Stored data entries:
....

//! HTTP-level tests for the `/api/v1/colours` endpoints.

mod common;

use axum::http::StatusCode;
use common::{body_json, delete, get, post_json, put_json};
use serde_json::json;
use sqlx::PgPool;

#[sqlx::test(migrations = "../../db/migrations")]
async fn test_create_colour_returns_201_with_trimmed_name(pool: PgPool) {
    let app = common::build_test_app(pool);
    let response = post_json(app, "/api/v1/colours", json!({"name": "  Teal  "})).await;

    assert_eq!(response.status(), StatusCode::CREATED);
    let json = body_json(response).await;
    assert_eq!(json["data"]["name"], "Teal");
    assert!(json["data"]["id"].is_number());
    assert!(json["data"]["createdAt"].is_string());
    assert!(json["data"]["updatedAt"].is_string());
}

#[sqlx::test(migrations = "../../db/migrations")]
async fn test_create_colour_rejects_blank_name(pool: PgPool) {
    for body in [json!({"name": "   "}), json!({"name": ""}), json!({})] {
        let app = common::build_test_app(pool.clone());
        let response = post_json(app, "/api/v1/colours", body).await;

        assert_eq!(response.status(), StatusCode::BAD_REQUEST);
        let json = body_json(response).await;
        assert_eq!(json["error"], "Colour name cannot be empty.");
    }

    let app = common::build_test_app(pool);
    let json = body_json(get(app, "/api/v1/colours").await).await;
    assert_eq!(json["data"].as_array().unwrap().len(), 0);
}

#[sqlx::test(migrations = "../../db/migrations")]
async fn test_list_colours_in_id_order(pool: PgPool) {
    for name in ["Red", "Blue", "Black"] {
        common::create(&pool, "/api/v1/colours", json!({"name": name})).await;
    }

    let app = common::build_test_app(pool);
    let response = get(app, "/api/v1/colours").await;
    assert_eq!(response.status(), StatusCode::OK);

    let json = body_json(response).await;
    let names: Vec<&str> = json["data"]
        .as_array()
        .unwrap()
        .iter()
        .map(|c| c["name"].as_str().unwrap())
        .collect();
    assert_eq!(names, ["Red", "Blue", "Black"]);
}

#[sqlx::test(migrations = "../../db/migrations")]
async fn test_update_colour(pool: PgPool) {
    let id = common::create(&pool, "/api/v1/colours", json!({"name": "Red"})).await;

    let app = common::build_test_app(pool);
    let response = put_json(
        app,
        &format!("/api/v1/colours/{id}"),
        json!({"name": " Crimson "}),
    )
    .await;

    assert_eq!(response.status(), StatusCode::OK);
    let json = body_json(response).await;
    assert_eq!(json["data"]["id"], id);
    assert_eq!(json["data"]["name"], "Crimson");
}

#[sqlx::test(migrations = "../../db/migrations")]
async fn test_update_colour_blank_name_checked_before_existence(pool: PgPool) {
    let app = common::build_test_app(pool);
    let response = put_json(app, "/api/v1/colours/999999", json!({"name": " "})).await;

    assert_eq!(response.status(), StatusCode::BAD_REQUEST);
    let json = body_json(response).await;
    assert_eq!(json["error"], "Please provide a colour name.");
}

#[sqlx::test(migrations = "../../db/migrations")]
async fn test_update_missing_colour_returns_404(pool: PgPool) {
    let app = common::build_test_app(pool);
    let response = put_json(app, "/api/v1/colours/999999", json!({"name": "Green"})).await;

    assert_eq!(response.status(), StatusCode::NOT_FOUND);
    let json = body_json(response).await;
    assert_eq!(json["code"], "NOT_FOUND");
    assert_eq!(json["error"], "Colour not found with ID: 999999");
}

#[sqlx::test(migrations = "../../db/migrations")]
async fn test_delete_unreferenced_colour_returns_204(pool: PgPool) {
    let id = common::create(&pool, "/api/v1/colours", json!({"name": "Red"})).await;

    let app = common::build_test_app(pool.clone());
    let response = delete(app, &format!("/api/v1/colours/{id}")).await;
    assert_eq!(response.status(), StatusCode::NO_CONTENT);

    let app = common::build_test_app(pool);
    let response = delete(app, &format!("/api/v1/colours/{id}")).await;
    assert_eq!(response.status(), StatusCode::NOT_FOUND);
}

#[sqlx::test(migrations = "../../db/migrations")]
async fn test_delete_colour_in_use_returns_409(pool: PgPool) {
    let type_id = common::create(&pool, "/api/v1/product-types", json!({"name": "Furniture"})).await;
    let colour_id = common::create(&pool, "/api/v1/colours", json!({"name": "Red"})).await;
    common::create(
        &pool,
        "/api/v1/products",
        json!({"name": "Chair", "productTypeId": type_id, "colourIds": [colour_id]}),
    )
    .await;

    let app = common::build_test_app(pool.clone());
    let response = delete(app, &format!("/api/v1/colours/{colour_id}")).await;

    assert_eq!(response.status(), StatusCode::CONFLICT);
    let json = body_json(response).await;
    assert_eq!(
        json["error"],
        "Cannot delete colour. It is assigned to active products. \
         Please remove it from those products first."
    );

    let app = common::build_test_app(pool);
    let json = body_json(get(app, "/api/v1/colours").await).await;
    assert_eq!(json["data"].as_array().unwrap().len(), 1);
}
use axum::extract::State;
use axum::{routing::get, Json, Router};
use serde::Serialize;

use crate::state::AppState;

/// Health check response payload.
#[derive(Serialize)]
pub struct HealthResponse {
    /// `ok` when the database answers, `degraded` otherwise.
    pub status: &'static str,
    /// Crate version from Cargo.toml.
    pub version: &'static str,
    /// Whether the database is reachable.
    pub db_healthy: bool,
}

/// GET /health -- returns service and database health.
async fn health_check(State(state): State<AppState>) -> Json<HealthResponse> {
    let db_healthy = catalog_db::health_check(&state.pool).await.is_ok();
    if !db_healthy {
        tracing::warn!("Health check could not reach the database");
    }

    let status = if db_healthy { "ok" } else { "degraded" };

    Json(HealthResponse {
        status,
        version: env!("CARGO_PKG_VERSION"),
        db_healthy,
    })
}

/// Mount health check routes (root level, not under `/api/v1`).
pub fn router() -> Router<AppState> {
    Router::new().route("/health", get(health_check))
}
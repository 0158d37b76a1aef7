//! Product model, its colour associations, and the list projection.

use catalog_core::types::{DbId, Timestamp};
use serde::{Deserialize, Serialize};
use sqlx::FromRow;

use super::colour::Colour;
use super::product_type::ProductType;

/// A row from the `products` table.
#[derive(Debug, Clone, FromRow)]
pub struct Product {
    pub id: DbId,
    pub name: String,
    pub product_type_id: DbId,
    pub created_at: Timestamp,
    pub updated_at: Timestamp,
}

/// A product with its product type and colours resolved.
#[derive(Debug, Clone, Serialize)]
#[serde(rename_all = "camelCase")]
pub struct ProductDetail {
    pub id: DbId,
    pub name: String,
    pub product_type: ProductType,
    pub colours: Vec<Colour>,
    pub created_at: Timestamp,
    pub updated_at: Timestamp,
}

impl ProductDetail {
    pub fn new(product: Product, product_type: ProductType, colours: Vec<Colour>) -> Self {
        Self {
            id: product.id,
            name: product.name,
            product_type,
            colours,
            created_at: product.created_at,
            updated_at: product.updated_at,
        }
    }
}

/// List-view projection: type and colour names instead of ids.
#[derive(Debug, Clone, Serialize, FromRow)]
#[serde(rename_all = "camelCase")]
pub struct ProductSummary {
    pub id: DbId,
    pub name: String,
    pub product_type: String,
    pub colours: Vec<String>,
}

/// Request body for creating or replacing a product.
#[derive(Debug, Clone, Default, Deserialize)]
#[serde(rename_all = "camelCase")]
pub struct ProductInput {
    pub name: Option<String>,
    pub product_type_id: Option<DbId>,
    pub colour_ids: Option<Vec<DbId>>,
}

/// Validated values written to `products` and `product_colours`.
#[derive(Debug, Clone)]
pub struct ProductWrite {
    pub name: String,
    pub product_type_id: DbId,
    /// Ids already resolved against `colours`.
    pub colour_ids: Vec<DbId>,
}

....

▶ **Description of the task**: In the entries above, work out how many lines contain the string "Blue", and give only that number.

▶ **Solution for this problem**: 2